In the entries below, find the line with "fn verify(&self, raw: &RawRequest, now: DateTime<Utc>)" and print exactly every line from there up to and including the line with "async fn list(&self, user_id: &str)", with no other lines.

Start of Materials provided

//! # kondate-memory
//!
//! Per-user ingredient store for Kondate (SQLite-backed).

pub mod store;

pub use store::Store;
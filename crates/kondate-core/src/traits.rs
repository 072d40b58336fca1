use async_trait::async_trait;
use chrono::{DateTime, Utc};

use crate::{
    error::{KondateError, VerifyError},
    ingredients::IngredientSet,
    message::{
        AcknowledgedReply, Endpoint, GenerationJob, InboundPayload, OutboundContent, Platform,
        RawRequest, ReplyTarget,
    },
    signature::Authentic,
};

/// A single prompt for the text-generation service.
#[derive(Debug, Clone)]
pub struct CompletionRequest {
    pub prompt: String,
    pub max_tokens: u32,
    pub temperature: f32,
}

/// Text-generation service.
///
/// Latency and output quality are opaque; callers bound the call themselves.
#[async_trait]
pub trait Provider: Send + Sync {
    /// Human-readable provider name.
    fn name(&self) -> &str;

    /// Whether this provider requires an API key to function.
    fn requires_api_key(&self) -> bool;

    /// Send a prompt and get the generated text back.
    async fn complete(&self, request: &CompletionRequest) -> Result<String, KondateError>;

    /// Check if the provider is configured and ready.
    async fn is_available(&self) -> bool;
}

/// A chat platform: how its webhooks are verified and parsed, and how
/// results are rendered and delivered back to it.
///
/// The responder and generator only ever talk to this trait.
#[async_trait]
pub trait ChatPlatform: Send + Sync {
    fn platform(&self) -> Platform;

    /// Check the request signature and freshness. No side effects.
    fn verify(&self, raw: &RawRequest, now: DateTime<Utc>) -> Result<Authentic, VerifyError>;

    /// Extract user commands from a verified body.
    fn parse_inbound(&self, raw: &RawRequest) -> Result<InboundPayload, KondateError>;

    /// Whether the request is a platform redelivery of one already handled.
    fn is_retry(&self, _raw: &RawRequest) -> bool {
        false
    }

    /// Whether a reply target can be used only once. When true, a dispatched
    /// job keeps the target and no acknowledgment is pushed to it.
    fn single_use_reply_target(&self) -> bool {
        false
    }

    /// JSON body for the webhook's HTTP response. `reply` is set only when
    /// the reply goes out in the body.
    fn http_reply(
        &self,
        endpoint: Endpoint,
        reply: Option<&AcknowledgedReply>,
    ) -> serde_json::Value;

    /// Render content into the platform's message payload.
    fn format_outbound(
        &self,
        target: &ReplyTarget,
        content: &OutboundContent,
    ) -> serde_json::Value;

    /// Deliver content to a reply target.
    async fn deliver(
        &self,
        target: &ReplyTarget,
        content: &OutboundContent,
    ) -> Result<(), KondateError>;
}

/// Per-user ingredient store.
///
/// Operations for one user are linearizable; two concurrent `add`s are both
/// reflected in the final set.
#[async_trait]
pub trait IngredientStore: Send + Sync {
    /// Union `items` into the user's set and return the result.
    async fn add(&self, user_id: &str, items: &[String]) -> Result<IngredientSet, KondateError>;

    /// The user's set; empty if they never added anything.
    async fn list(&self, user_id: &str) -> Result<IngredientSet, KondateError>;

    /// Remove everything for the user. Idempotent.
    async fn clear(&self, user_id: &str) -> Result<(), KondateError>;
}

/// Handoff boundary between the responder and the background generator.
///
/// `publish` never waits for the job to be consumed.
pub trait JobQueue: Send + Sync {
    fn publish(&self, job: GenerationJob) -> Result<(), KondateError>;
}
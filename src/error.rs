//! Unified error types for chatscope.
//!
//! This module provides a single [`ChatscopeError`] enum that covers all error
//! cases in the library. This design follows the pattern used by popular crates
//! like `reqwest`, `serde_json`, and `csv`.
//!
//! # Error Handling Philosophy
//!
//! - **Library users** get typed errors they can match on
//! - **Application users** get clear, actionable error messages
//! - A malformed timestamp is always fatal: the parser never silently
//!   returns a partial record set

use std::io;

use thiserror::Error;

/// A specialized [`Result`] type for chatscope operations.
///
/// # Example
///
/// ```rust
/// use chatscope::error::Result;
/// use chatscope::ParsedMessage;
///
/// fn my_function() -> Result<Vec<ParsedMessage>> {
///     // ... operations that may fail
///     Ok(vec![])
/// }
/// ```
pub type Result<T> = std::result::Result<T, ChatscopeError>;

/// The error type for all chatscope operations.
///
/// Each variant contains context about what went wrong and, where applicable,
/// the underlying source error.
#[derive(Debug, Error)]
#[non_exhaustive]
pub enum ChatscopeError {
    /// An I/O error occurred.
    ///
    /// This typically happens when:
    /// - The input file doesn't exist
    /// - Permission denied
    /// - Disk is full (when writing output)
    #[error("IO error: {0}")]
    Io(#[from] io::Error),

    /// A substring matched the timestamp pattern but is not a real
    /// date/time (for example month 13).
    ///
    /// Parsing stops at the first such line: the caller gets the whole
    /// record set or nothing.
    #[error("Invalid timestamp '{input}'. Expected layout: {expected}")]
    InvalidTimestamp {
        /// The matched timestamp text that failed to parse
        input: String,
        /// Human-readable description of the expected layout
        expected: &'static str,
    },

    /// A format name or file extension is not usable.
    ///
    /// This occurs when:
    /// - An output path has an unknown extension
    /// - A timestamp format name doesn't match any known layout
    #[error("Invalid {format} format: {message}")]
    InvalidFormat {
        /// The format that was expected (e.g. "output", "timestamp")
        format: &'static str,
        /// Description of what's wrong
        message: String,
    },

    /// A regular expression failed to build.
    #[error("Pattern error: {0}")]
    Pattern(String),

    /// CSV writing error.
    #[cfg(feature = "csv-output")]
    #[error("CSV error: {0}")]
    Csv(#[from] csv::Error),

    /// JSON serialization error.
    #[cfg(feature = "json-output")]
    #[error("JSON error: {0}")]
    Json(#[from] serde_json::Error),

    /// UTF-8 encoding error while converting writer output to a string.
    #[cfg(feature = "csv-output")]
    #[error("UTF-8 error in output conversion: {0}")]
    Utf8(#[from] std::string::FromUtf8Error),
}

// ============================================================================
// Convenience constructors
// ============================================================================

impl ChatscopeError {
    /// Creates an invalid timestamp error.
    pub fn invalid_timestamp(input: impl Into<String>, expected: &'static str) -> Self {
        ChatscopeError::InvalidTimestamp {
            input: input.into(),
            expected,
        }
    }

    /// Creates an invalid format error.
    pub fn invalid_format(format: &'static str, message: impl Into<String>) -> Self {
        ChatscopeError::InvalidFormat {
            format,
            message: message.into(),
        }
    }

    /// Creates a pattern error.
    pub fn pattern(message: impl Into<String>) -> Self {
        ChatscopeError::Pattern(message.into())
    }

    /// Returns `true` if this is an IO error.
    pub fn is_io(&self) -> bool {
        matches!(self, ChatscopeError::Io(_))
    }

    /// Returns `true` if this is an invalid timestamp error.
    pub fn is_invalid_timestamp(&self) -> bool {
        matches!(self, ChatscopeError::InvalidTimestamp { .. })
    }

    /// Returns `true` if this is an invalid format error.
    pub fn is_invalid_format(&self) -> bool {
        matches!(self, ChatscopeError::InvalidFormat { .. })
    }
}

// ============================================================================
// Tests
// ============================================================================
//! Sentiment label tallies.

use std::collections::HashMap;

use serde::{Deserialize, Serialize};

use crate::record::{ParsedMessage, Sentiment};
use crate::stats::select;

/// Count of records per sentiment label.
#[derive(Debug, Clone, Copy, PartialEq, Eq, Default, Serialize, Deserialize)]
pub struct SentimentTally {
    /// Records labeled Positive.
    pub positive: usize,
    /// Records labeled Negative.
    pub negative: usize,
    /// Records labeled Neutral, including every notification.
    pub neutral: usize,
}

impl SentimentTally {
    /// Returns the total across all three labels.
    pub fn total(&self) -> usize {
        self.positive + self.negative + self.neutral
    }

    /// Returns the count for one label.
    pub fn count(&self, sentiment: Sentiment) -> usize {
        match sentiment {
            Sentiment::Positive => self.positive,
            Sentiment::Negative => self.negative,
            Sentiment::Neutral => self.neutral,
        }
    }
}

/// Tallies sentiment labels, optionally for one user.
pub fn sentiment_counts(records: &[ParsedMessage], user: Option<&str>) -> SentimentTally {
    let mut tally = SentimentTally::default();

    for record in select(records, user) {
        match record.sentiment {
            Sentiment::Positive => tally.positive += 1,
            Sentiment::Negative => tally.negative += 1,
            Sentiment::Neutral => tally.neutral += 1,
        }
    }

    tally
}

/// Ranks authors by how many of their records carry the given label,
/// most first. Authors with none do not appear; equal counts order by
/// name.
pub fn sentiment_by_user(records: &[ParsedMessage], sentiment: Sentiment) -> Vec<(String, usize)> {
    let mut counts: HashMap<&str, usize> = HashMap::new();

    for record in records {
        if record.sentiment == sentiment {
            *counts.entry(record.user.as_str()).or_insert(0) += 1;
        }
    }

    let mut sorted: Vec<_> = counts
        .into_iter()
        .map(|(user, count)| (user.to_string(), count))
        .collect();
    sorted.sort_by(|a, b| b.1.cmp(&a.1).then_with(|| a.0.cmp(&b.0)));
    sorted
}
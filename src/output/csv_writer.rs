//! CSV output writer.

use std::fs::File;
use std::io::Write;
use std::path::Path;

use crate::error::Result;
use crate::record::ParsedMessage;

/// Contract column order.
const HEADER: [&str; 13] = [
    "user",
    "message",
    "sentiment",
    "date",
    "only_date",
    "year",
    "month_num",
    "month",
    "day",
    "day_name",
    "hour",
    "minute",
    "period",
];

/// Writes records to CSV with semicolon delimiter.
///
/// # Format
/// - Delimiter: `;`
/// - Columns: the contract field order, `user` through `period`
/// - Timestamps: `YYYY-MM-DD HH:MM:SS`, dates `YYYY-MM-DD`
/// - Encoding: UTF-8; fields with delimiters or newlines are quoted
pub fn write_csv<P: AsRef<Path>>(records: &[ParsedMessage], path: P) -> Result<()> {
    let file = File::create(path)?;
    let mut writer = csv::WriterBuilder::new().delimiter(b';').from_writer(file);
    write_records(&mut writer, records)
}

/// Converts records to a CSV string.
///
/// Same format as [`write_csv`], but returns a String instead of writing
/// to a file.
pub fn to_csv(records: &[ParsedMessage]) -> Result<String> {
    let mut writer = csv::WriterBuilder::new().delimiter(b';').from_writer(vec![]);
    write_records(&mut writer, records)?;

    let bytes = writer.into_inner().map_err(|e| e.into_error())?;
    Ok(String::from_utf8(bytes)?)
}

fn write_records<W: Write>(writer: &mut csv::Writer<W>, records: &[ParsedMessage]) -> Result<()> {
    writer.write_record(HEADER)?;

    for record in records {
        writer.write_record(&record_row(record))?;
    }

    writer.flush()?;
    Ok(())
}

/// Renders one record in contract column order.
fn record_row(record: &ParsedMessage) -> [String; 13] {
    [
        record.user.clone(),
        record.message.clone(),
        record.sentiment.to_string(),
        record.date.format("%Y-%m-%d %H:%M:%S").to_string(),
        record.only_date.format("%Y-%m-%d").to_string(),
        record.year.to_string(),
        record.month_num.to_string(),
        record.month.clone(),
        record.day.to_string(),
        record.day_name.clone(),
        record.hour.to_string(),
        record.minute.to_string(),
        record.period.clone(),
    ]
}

End of Materials provided
Start of Materials provided

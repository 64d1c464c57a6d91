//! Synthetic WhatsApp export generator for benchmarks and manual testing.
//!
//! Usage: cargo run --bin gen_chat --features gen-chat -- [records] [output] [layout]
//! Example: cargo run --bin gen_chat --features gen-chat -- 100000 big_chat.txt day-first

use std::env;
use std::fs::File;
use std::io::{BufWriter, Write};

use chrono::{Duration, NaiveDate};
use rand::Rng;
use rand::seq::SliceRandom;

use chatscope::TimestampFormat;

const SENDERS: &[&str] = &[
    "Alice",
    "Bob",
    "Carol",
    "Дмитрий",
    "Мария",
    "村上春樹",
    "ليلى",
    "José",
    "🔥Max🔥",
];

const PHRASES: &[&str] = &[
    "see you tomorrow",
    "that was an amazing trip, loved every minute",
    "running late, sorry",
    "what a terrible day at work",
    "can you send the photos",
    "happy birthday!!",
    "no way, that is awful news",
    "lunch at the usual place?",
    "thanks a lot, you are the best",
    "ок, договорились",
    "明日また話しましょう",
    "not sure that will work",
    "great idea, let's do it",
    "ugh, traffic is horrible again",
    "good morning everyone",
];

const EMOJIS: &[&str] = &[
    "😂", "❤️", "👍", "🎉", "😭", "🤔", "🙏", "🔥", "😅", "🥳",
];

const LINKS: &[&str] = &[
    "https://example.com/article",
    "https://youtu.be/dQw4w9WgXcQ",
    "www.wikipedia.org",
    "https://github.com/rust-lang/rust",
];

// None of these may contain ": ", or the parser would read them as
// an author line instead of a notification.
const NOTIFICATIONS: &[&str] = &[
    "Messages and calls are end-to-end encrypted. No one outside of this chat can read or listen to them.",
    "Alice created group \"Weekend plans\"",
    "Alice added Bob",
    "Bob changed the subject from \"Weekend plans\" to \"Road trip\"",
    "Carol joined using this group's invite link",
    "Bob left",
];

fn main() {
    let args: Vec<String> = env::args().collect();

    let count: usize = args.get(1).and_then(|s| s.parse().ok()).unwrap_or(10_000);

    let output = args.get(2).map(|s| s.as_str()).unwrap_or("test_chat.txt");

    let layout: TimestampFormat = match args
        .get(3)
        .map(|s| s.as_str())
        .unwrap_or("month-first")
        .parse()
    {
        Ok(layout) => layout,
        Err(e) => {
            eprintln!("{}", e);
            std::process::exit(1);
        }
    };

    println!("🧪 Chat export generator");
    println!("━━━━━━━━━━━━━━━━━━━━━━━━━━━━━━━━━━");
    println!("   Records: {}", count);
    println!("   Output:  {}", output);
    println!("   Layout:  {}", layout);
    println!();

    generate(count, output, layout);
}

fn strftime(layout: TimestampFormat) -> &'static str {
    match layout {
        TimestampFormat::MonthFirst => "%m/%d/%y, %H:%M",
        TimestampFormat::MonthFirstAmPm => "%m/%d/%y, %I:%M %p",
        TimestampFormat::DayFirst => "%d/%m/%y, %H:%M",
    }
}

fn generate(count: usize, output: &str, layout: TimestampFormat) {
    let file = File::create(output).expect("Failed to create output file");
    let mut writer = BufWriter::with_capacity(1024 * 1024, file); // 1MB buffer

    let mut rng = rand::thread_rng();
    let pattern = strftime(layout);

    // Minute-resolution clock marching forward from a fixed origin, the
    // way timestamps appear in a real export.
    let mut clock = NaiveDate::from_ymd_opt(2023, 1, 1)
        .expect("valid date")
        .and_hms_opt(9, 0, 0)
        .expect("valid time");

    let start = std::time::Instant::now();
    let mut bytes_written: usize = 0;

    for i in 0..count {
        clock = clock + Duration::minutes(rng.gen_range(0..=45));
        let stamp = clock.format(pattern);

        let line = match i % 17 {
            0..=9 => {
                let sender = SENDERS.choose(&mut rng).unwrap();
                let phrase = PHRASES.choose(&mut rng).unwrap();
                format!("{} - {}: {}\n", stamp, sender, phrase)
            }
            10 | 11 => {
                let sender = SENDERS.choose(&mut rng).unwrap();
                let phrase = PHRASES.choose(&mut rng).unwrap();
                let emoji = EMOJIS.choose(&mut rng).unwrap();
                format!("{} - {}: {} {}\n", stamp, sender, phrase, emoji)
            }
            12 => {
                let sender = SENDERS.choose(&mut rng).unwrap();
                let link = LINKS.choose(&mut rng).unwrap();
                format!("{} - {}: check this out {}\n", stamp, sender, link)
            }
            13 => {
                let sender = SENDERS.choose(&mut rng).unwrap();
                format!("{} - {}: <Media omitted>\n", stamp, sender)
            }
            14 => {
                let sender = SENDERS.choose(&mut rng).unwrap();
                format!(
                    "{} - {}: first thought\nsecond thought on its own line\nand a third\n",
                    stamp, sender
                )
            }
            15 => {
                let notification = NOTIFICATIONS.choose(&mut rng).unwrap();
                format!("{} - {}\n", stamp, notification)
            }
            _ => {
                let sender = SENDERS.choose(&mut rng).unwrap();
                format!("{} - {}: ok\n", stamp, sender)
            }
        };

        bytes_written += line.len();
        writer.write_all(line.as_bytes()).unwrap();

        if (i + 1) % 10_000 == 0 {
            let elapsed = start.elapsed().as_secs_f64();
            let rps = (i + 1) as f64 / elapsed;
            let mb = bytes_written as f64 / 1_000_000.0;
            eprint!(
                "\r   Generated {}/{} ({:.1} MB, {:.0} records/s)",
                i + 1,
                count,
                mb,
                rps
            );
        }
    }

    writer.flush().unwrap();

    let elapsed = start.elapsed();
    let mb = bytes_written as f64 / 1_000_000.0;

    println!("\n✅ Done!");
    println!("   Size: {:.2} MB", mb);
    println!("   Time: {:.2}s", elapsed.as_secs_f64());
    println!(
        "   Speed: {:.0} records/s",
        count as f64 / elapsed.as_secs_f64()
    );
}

End of Materials provided

- [Answer to this exercise]
    fn verify(&self, raw: &RawRequest, now: DateTime<Utc>) -> Result<Authentic, VerifyError>;

    /// Extract user commands from a verified body.
    fn parse_inbound(&self, raw: &RawRequest) -> Result<InboundPayload, KondateError>;

    /// Whether the request is a platform redelivery of one already handled.
    fn is_retry(&self, _raw: &RawRequest) -> bool {
        false
    }

    /// Whether a reply target can be used only once. When true, a dispatched
    /// job keeps the target and no acknowledgment is pushed to it.
    fn single_use_reply_target(&self) -> bool {
        false
    }

    /// JSON body for the webhook's HTTP response. `reply` is set only when
    /// the reply goes out in the body.
    fn http_reply(
        &self,
        endpoint: Endpoint,
        reply: Option<&AcknowledgedReply>,
    ) -> serde_json::Value;

    /// Render content into the platform's message payload.
    fn format_outbound(
        &self,
        target: &ReplyTarget,
        content: &OutboundContent,
    ) -> serde_json::Value;

    /// Deliver content to a reply target.
    async fn deliver(
        &self,
        target: &ReplyTarget,
        content: &OutboundContent,
    ) -> Result<(), KondateError>;
}

/// Per-user ingredient store.
///
/// Operations for one user are linearizable; two concurrent `add`s are both
/// reflected in the final set.
#[async_trait]
pub trait IngredientStore: Send + Sync {
    /// Union `items` into the user's set and return the result.
    async fn add(&self, user_id: &str, items: &[String]) -> Result<IngredientSet, KondateError>;

    /// The user's set; empty if they never added anything.
    async fn list(&self, user_id: &str) -> Result<IngredientSet, KondateError>;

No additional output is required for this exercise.